After coming back from Volgograd for the annual 6th Malaysian Students Intervarsity Games, I immediately succumbed to the grasp of this troublesome and somewhat incurable disease (you can only at most alleviate your symptoms, that's all)

Now I think this disease is at its peak. Why?

1) Terrible headaches haunt me almost 24 hours a day. And I can feel as if my brain is moving in my skull whenever I turn my head in different directions. No, more like its being pulled here and there. I wonder how Jean Grey cou deal with all the mental stress O_o

2) My nose apparently has more supply of water than the Amazons. Its leaking like a tap with a faulty valve. I might as well fly over to Africa and start nourishing the Serengeti. And there goes another roll of toilet paper.

3) My body aches as if I've been building the Great Pyramids of Giza for the past 20 years - ALONE. Whenever I move a muscle, it hurts like hell.

4) I am working more efficient than a standard Russian heater. I can feel heat emanating from my body to the environment. If I were to wear some wet clothing, in 30 minutes it would be drier than your udang kering. Maybe if I tried, I'd be able to shoot fireballs from my hands!

5) I've been eating more than what I usually eat everyday. Sign of increased metabolism due to this troublesome disease. I have no idea how these ultra-tiny viruses can cause so much havoc in my body system.

I don't have the strength to even open a book - and obviously studying is out of the option. My brain is shouting "No More! No More!" even though nothing was inside it 24 hours before O_o.

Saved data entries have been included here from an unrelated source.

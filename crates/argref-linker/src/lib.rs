//! Ticket reference autolinking for markdown.
//!
//! Turns plain-text references such as `GH-123` into markdown links, based on
//! a list of [`AutolinkDefinition`]s. Each definition pairs a reference prefix
//! template with a target URL template; `<name>` placeholders in the prefix
//! capture values that are substituted into the URL.
//!
//! # Architecture
//!
//! - [`Template`]: tokenizes `<name>` placeholder templates
//! - [`AutolinkDefinition`]: validated prefix/URL pair
//! - [`Matcher`] / [`Replacer`]: compiled find and substitute halves of a definition
//! - [`Autolinker`]: applies every definition to a document, in order
//!
//! # Example
//!
//! ```
//! use argref_linker::{AutolinkDefinition, Autolinker, LinkFilter};
//!
//! let definitions = [
//!     AutolinkDefinition::new("GH-", "https://github.com/org/repo/issues/<num>").unwrap(),
//!     AutolinkDefinition::new("TASK-<proj>-<num>", "https://tasks.example.com/<proj>/<num>").unwrap(),
//! ];
//! let linker = Autolinker::new(&definitions, LinkFilter::SkipExistingLinks).unwrap();
//!
//! let markdown = "Fixes gh-7, see [TASK-core-1](https://elsewhere) and TASK-core-2.";
//! assert_eq!(
//!     linker.rewrite(markdown),
//!     "Fixes [gh-7](https://github.com/org/repo/issues/7), \
//!      see [TASK-core-1](https://elsewhere) and \
//!      [TASK-core-2](https://tasks.example.com/core/2)."
//! );
//! ```

mod definition;
mod error;
mod linker;
mod pattern;
mod template;

pub use definition::AutolinkDefinition;
pub use error::{DefinitionError, PatternError};
pub use linker::{Autolinker, LinkFilter, rewrite};
pub use pattern::{Matcher, ReferenceMatch, ReferenceMatches, Replacer};
pub use template::{DEFAULT_VARIABLE, Segment, Template};
//! `argref check` command implementation.

use std::path::PathBuf;

use argref_config::Config;
use argref_linker::LinkFilter;
use clap::Args;

use crate::error::CliError;
use crate::output::Output;

/// Arguments for the check command.
#[derive(Args)]
pub(crate) struct CheckArgs {
    /// Path to configuration file, repeat to merge (default: auto-discover argref.toml).
    #[arg(short, long)]
    config: Vec<PathBuf>,
}

impl CheckArgs {
    /// Execute the check command.
    ///
    /// # Errors
    ///
    /// Returns an error if the configuration fails to load, validate or compile.
    pub(crate) fn execute(self) -> Result<(), CliError> {
        let output = Output::new();

        let config = Config::load(&self.config, None)?;
        let linker = config.autolinker()?;

        for path in &config.config_paths {
            output.info(&format!("Config: {}", path.display()));
        }

        if linker.is_empty() {
            output.warning("No autolinks configured");
        }
        for definition in linker.definitions() {
            output.autolink(definition.reference_prefix(), definition.target_url());
        }

        match linker.filter() {
            LinkFilter::Off => output.info("Link filter: disabled"),
            LinkFilter::SkipExistingLinks => output.info("Link filter: enabled"),
        }

        output.success(&format!("{} autolink(s) OK", linker.len()));
        Ok(())
    }
}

So much for being sick. Now I understand all the patients who lie in the wards, suffering from their respective diseases. No wonder they are so grumpy and prefer to keep to themselves. I am now feeling exactly the same way too. Just bearing a day with this common cold is a torture, imagine others who are suffering from more serious diseases?

Panacea - will we ever discover it?

Prima Volta

After hearing a song which resonates with the same frequency of my musical inclination - I would straightaway play that piece on the piano. The same case goes here:

After reading a lot of blogs made by various people from around the world - I came to a quick, but perhaps immature conclusion. Everyone has a need to express themselves, most of the time to a level so sensitive, where there is ultimate (well, almost) freedom, and where imagination can appear almost spontaneously. That is what my initial understanding of blogging looks like. Maybe in the future it will change, but only time will tell.

Actually, come to think of it, I really don't have much to write from time to time. Only sometimes, SOMETIMES - something comes along and I would usually express it in a form in which some people do as a living. I write poems. And later when words meet music, songs are created. Some are funny, some are inspirational, but mostly are sad. Maybe, the choice of the word "broken" from "broken piano" came from the sad compositions. But then, that's just another explanation I could cook up in this most spontaneous moment. Or simply said, I just thought that the words "broken piano" sounds cool and meaningful. I don't know.

I think this post is sufficient as a first post. I guess. I'm new to this blogging thing. But I will catch up soon. And I really hope I will keep up blogging for a long time, I don't want this thing to break down in the middle of the road.

If that happens, it wouldn't be a broken piano anymore.

In its place, a dilapilated piano will emerge.